Das System kann in Produktionslinien integriert und die Teile mithilfe von Robotern automatisch be- und entladen werden, so dass ein Bediener nur zum Einrichten von neuen Gussteilen erforderlich ist. Im Vergleich zu manuellen oder halbautomatischen Systemen können sie den Platzbedarf erheblich reduzieren und verursachen nur sehr geringe Ausfallzeiten. Sie zeichnen sich durch extreme Präzision, Qualität und Wiederholbarkeit aus. Ohne diese Systeme könnten viele dieser komplexen Gussteile wie Stoßdämpferbrücken, Längsträger und Batterieträger nicht wettbewerbsfähig mit Aluminiumgussverfahren hergestellt werden.

 

Fazit

Strukturelle Aluminiumgussteile haben in der Transportindustrie in den letzten zwei Jahrzehnten ein erhebliches Wachstum erfahren, das sich mit der Elektrifizierung der Fahrzeuge noch beschleunigt. Neue Teile wie komplette vordere oder hintere Karosseriestrukturen oder Batterieträger können idealerweise mit großen und komplexen Gussteilen hergestellt werden. Um sowohl die Eigenschaften als auch die Maß- und Toleranzvorgaben zu erfüllen, sind bei Gussteilen zunehmend umfangreiche Richtvorgänge erforderlich. 

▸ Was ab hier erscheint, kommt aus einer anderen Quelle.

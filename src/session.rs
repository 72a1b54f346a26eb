//! Сессия калькулятора: конечный автомат одного цикла вычислений.
//!
//! ```text
//! AwaitFirstOperand -> AwaitOperator -> AwaitSecondOperand -> Compute
//!     Compute --ok--> Display -> AwaitRepeatDecision -> AwaitFirstOperand | Terminated
//!     Compute --err-> AwaitFirstOperand
//! ```
//!
//! # Пример
//!
//! ```
//! use interactive_calc::config::Config;
//! use interactive_calc::session::Session;
//!
//! let mut out = Vec::new();
//! let mut diag = Vec::new();
//! Session::new("5 + 3 N".as_bytes(), &mut out, &mut diag, Config::default())
//!     .run()
//!     .unwrap();
//! let out = String::from_utf8(out).unwrap();
//! assert!(out.contains("The result of 5 + 3 is 8.\n"));
//! assert!(out.ends_with("Goodbye!"));
//! ```

use std::io::{BufRead, Write};

use tracing::{debug, error, info};

use crate::SessionError;
use crate::config::Config;
use crate::operation::{EvalError, OperationEngine, Operator, OperatorSet};
use crate::prompt::Prompter;
use crate::validate::{Answer, validate_integer, validate_yes_no_answer};

pub const FIRST_NUMBER_PROMPT: &str = "Enter your first number: ";
pub const SECOND_NUMBER_PROMPT: &str = "Enter your second number: ";
pub const INVALID_NUMBER: &str = "Not a valid number, try again.\n";
pub const INVALID_OPERATION: &str = "Not a valid operation, try again";
pub const UNDEFINED_RESULT: &str = "Invalid operation (e.g., division by zero).\n\n";
pub const REPEAT_PROMPT: &str = "Would you like to perform another calculation? (Y/N): \n";
pub const INVALID_ANSWER: &str = "Invalid, please enter Y or N.\n ";
pub const GOODBYE: &str = "Goodbye!";

/// Состояние сессии вместе с уже собранными значениями.
#[derive(Debug, Clone, Copy, PartialEq, Eq)]
enum State {
    AwaitFirstOperand,
    AwaitOperator {
        left: i64,
    },
    AwaitSecondOperand {
        left: i64,
        op: Operator,
    },
    Compute {
        left: i64,
        op: Operator,
        right: i64,
    },
    Display {
        left: i64,
        op: Operator,
        right: i64,
        value: i64,
    },
    AwaitRepeatDecision,
    Terminated,
}

/// Итоги сессии.
#[derive(Debug, Clone, Copy, Default, PartialEq, Eq)]
pub struct Summary {
    /// Вычисления, результат которых был выведен.
    pub completed: usize,
    /// Вычисления, отклонённые движком.
    pub refused: usize,
}

/// Интерактивная сессия поверх произвольных потоков.
///
/// `diagnostics` получает только сообщения о нарушении внутренних
/// инвариантов; в консольной программе это stderr.
pub struct Session<R, W, E> {
    prompter: Prompter<R, W>,
    diagnostics: E,
    operators: OperatorSet,
    engine: OperationEngine,
    summary: Summary,
}

impl<R: BufRead, W: Write, E: Write> Session<R, W, E> {
    #[must_use]
    pub fn new(input: R, output: W, diagnostics: E, config: Config) -> Self {
        Self {
            prompter: Prompter::new(input, output),
            diagnostics,
            operators: config.operators,
            engine: OperationEngine::new(config.operators),
            summary: Summary::default(),
        }
    }

    /// Выполняет сессию до ответа «нет» или конца ввода.
    ///
    /// # Ошибки
    ///
    /// [`SessionError::Io`] при ошибке чтения или записи. Конец ввода
    /// ошибкой не считается.
    pub fn run(mut self) -> Result<Summary, SessionError> {
        let mut state = State::AwaitFirstOperand;

        while state != State::Terminated {
            state = match self.step(state) {
                Ok(next) => next,
                Err(SessionError::InputClosed) => {
                    info!("input closed, ending session");
                    State::Terminated
                }
                Err(err) => return Err(err),
            };
        }

        info!(
            completed = self.summary.completed,
            refused = self.summary.refused,
            "session finished"
        );
        Ok(self.summary)
    }

    fn step(&mut self, state: State) -> Result<State, SessionError> {
        let next = match state {
            State::AwaitFirstOperand => State::AwaitOperator {
                left: self.read_number(FIRST_NUMBER_PROMPT)?,
            },
            State::AwaitOperator { left } => {
                let operators = self.operators;
                let op = self.prompter.ask(&operators.menu(), INVALID_OPERATION, |token| {
                    operators.parse(token)
                })?;
                State::AwaitSecondOperand { left, op }
            }
            State::AwaitSecondOperand { left, op } => State::Compute {
                left,
                op,
                right: self.read_number(SECOND_NUMBER_PROMPT)?,
            },
            State::Compute { left, op, right } => match self.engine.perform(left, right, op) {
                Ok(value) => State::Display {
                    left,
                    op,
                    right,
                    value,
                },
                Err(err) => {
                    self.refuse(err)?;
                    State::AwaitFirstOperand
                }
            },
            State::Display {
                left,
                op,
                right,
                value,
            } => {
                self.summary.completed += 1;
                self.prompter
                    .say(&format!("The result of {left} {op} {right} is {value}.\n"))?;
                State::AwaitRepeatDecision
            }
            State::AwaitRepeatDecision => {
                match self
                    .prompter
                    .ask(REPEAT_PROMPT, INVALID_ANSWER, validate_yes_no_answer)?
                {
                    Answer::Continue => State::AwaitFirstOperand,
                    Answer::Stop => {
                        self.prompter.say(GOODBYE)?;
                        State::Terminated
                    }
                }
            }
            State::Terminated => State::Terminated,
        };

        Ok(next)
    }

    fn read_number(&mut self, message: &str) -> Result<i64, SessionError> {
        self.prompter.ask(message, INVALID_NUMBER, validate_integer)
    }

    fn refuse(&mut self, err: EvalError) -> Result<(), SessionError> {
        self.summary.refused += 1;
        if err.is_domain() {
            debug!(%err, "calculation refused");
        } else if let EvalError::Unsupported(op) = err {
            error!(%op, "operator passed validation but is not supported by the engine");
            writeln!(self.diagnostics, "Error: Unexpected operator '{op}'")?;
        }
        self.prompter.say(UNDEFINED_RESULT)
    }
}

#[cfg(test)]
mod tests {
    use super::*;

    struct Run {
        summary: Summary,
        output: String,
        diagnostics: String,
    }

    fn run_with(input: &str, config: Config) -> Run {
        let mut output = Vec::new();
        let mut diagnostics = Vec::new();
        let summary = Session::new(input.as_bytes(), &mut output, &mut diagnostics, config)
            .run()
            .unwrap();
        Run {
            summary,
            output: String::from_utf8(output).unwrap(),
            diagnostics: String::from_utf8(diagnostics).unwrap(),
        }
    }

    fn run(input: &str) -> Run {
        run_with(input, Config::default())
    }

    #[test]
    fn single_calculation_then_stop() {
        let run = run("5\n+\n3\nN\n");
        let menu = OperatorSet::Standard.menu();
        assert_eq!(
            run.output,
            format!(
                "{FIRST_NUMBER_PROMPT}{menu}{SECOND_NUMBER_PROMPT}\
                 The result of 5 + 3 is 8.\n{REPEAT_PROMPT}{GOODBYE}"
            )
        );
        assert_eq!(run.summary, Summary { completed: 1, refused: 0 });
        assert!(run.diagnostics.is_empty());
    }

    #[test]
    fn retry_messages_keep_console_layout() {
        let run = run("5 x + 3 maybe n");
        assert!(run.output.contains("try againEnter the operation to use: \n"));
        assert!(run.output.contains("Invalid, please enter Y or N.\n Would you like"));
        assert!(run.output.ends_with("Goodbye!"));
    }

    #[test]
    fn invalid_utf8_token_is_retried() {
        let mut output = Vec::new();
        let summary = Session::new(
            &b"\xff\n5 + 3 n"[..],
            &mut output,
            std::io::sink(),
            Config::default(),
        )
        .run()
        .unwrap();
        let output = String::from_utf8(output).unwrap();

        let retry = output.find(INVALID_NUMBER).unwrap();
        let result = output.find("The result of 5 + 3 is 8.").unwrap();
        assert!(retry < result);
        assert_eq!(summary.completed, 1);
    }

    #[test]
    fn division_by_zero_restarts_without_repeat_question() {
        let run = run("5 / 0 5 / 0 N");
        assert_eq!(run.output.matches(UNDEFINED_RESULT).count(), 2);
        // "N" попадает в запрос первого числа и отвергается, затем ввод кончается
        assert_eq!(run.output.matches(INVALID_NUMBER).count(), 1);
        assert_eq!(run.output.matches(FIRST_NUMBER_PROMPT).count(), 4);
        assert!(!run.output.contains(REPEAT_PROMPT));
        assert!(!run.output.contains(GOODBYE));
        assert_eq!(run.summary, Summary { completed: 0, refused: 2 });
    }

    #[test]
    fn overflow_is_a_domain_error() {
        let run = run("9223372036854775807 + 1 1 + 1 no");
        assert!(run.output.contains(UNDEFINED_RESULT));
        assert!(run.output.contains("The result of 1 + 1 is 2.\n"));
        assert!(run.output.ends_with(GOODBYE));
    }

    #[test]
    fn invalid_tokens_are_retried() {
        let run = run("abc 4 ++ % * 12x 5 maybe y 1 - 3 n");
        assert_eq!(run.output.matches(INVALID_NUMBER).count(), 2);
        assert_eq!(run.output.matches(INVALID_OPERATION).count(), 2);
        assert_eq!(run.output.matches(INVALID_ANSWER).count(), 1);
        assert!(run.output.contains("The result of 4 * 5 is 20.\n"));
        assert!(run.output.contains("The result of 1 - 3 is -2.\n"));
        assert_eq!(run.summary.completed, 2);
    }

    #[test]
    fn continue_answers_loop() {
        let run = run("1 + 1 Y 2 * 2 yes 9 / 2 NO");
        assert!(run.output.contains("The result of 2 * 2 is 4.\n"));
        assert!(run.output.contains("The result of 9 / 2 is 4.\n"));
        assert_eq!(run.output.matches(REPEAT_PROMPT).count(), 3);
        assert_eq!(run.summary.completed, 3);
    }

    #[test]
    fn closed_input_ends_quietly() {
        let run = run("5 +");
        assert!(!run.output.contains(GOODBYE));
        assert!(run.output.ends_with(SECOND_NUMBER_PROMPT));
        assert_eq!(run.summary, Summary::default());
    }

    #[test]
    fn remainder_extension() {
        let run = run_with("7 % 3 n", Config::default().with_remainder(true));
        assert!(run.output.contains(" (%): Remainder \n"));
        assert!(run.output.contains("The result of 7 % 3 is 1.\n"));
    }

    #[test]
    fn unsupported_operator_is_reported_and_restarts() {
        let mut output = Vec::new();
        let mut diagnostics = Vec::new();
        let mut session = Session::new(
            "n".as_bytes(),
            &mut output,
            &mut diagnostics,
            Config::default(),
        );

        let next = session
            .step(State::Compute {
                left: 7,
                op: Operator::Remainder,
                right: 3,
            })
            .unwrap();
        assert_eq!(next, State::AwaitFirstOperand);
        assert_eq!(session.summary.refused, 1);
        drop(session);

        assert_eq!(
            String::from_utf8(diagnostics).unwrap(),
            "Error: Unexpected operator '%'\n"
        );
        assert_eq!(String::from_utf8(output).unwrap(), UNDEFINED_RESULT);
    }
}
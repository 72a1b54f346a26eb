use clap::Parser;

use interactive_calc::{Config, logging, run};

#[derive(Parser)]
#[command(
    name = "interactive_calc",
    version,
    about = "Interactive calculator for binary integer operations"
)]
struct Cli {
    /// Enable the remainder operation `%`.
    #[arg(long)]
    remainder: bool,

    /// Raise the default log level (-v info, -vv debug). `RUST_LOG` takes precedence.
    #[arg(short, long, action = clap::ArgAction::Count)]
    verbose: u8,
}

fn main() {
    let cli = Cli::parse();
    logging::init(logging::level_for_verbosity(cli.verbose));

    let config = Config::default().with_remainder(cli.remainder);

    // сюда доходят только отказы самих потоков, например закрытый stdout
    if let Err(e) = run(config) {
        eprintln!("Ошибка: {e}");
        std::process::exit(1);
    }
}
//! Бинарные операции над целыми числами и их вычисление.
//!
//! # Примеры
//!
//! ```
//! use interactive_calc::operation::{EvalError, Operator, perform_operation};
//!
//! assert_eq!(perform_operation(6, 3, Operator::Multiply), Ok(18));
//! assert_eq!(
//!     perform_operation(5, 0, Operator::Divide),
//!     Err(EvalError::DivisionByZero)
//! );
//! ```

use std::fmt::{self, Display};

use thiserror::Error;

/// Ошибки при вычислении операции.
#[derive(Error, Debug, Clone, Copy, PartialEq, Eq)]
pub enum EvalError {
    /// Деление (или остаток) на ноль.
    #[error("деление на ноль")]
    DivisionByZero,
    /// Результат не помещается в i64.
    #[error("переполнение")]
    Overflow,
    /// Оператор не входит в набор, разрешённый движку.
    #[error("неподдерживаемый оператор '{0}'")]
    Unsupported(Operator),
}

impl EvalError {
    /// Ошибка предметной области, а не нарушение внутреннего инварианта.
    #[must_use]
    pub const fn is_domain(self) -> bool {
        matches!(self, Self::DivisionByZero | Self::Overflow)
    }
}

/// Бинарные операторы.
#[derive(Debug, Clone, Copy, PartialEq, Eq, Hash)]
pub enum Operator {
    /// Сложение `+`.
    Add,
    /// Вычитание `-`.
    Subtract,
    /// Умножение `*`.
    Multiply,
    /// Целочисленное деление `/`.
    Divide,
    /// Остаток от деления `%`. Доступен только в [`OperatorSet::WithRemainder`].
    Remainder,
}

impl Operator {
    /// Символ оператора, как его вводит пользователь.
    #[must_use]
    pub const fn symbol(self) -> char {
        match self {
            Self::Add => '+',
            Self::Subtract => '-',
            Self::Multiply => '*',
            Self::Divide => '/',
            Self::Remainder => '%',
        }
    }

    /// Оператор по символу.
    #[must_use]
    pub const fn from_symbol(symbol: char) -> Option<Self> {
        match symbol {
            '+' => Some(Self::Add),
            '-' => Some(Self::Subtract),
            '*' => Some(Self::Multiply),
            '/' => Some(Self::Divide),
            '%' => Some(Self::Remainder),
            _ => None,
        }
    }

    const fn menu_label(self) -> &'static str {
        // после Addition в меню два пробела
        match self {
            Self::Add => "Addition ",
            Self::Subtract => "Subtraction",
            Self::Multiply => "Multiplication",
            Self::Divide => "Division",
            Self::Remainder => "Remainder",
        }
    }

    /// Применить оператор к операндам.
    ///
    /// Деление и остаток усекаются к нулю.
    ///
    /// # Ошибки
    ///
    /// - [`EvalError::DivisionByZero`] при нулевом делителе.
    /// - [`EvalError::Overflow`] при переполнении (включая `i64::MIN / -1`).
    pub fn apply(self, left: i64, right: i64) -> Result<i64, EvalError> {
        match self {
            Self::Add => left.checked_add(right).ok_or(EvalError::Overflow),
            Self::Subtract => left.checked_sub(right).ok_or(EvalError::Overflow),
            Self::Multiply => left.checked_mul(right).ok_or(EvalError::Overflow),
            Self::Divide | Self::Remainder if right == 0 => Err(EvalError::DivisionByZero),
            Self::Divide => left.checked_div(right).ok_or(EvalError::Overflow),
            Self::Remainder => left.checked_rem(right).ok_or(EvalError::Overflow),
        }
    }
}

impl Display for Operator {
    fn fmt(&self, f: &mut fmt::Formatter<'_>) -> fmt::Result {
        write!(f, "{}", self.symbol())
    }
}

/// Набор операторов, доступных в сессии.
#[derive(Debug, Clone, Copy, PartialEq, Eq, Default)]
pub enum OperatorSet {
    /// `+ - * /`.
    #[default]
    Standard,
    /// `+ - * / %`.
    WithRemainder,
}

impl OperatorSet {
    /// Операторы набора в порядке вывода в меню.
    #[must_use]
    pub const fn operators(self) -> &'static [Operator] {
        match self {
            Self::Standard => &[
                Operator::Add,
                Operator::Subtract,
                Operator::Multiply,
                Operator::Divide,
            ],
            Self::WithRemainder => &[
                Operator::Add,
                Operator::Subtract,
                Operator::Multiply,
                Operator::Divide,
                Operator::Remainder,
            ],
        }
    }

    #[must_use]
    pub fn contains(self, op: Operator) -> bool {
        self.operators().contains(&op)
    }

    /// Текст меню выбора операции.
    #[must_use]
    pub fn menu(self) -> String {
        let mut menu = String::from("Enter the operation to use: \n");
        for op in self.operators() {
            menu.push_str(&format!(" ({op}): {} \n", op.menu_label()));
        }
        menu.push('\n');
        menu
    }
}

/// Вычислитель операций, ограниченный набором операторов.
#[derive(Debug, Clone, Copy, Default)]
pub struct OperationEngine {
    operators: OperatorSet,
}

impl OperationEngine {
    #[must_use]
    pub const fn new(operators: OperatorSet) -> Self {
        Self { operators }
    }

    /// Вычислить `left op right`.
    ///
    /// # Ошибки
    ///
    /// Помимо ошибок [`Operator::apply`], возвращает
    /// [`EvalError::Unsupported`], если оператор не входит в набор движка.
    pub fn perform(self, left: i64, right: i64, op: Operator) -> Result<i64, EvalError> {
        if !self.operators.contains(op) {
            return Err(EvalError::Unsupported(op));
        }
        op.apply(left, right)
    }
}

/// Вычислить операцию стандартного набора `+ - * /`.
///
/// # Ошибки
///
/// См. [`OperationEngine::perform`].
pub fn perform_operation(left: i64, right: i64, op: Operator) -> Result<i64, EvalError> {
    OperationEngine::default().perform(left, right, op)
}
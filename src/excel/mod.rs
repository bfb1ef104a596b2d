//! Workbook readers
//!
//! - `ExcelImporter`: loads a whole .xlsx into a `SpreadsheetDocument` (calamine)
//! - `StreamReader`: pulls one row at a time from each sheet part (zip + quick-xml)

mod importer;
mod stream_reader;

pub use importer::{ExcelImporter, ImportedWorkbook};
pub use stream_reader::{is_date_format, RowReader, SheetEntry, StreamReader, StreamRow};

Da die Verformungen von Teil zu Teil sehr unterschiedlich sein können und manuelles oder halbautomatisches Richten sehr schwierig, zeitaufwändig und kostspielig sein kann, wurden neue automatische Richtsysteme entwickelt, die in der Gießereiindustrie immer häufiger eingesetzt werden. Diese intelligenten Systeme passen sich an unterschiedliche Verformungen an und können den Bediener sogar warnen, wenn sich etwas in der Form oder im Prozess ändert, das korrigiert werden muss. Sie reduzieren den Platz- und Personalbedarf und bieten eine hohe technische Verfügbarkeit bei geringer Taktzeit. Damit sind die Gießereien in der Lage, sowohl die Anforderungen an die Eigenschaften als auch die sehr engen Toleranzanforderungen zu erfüllen, was es ihnen ermöglicht, diese neuen Teile wettbewerbsfähig zu produzieren und in diesen schnell wachsenden Markt mit Aluminiumgussteilen mit hohem Mehrwert einzusteigen.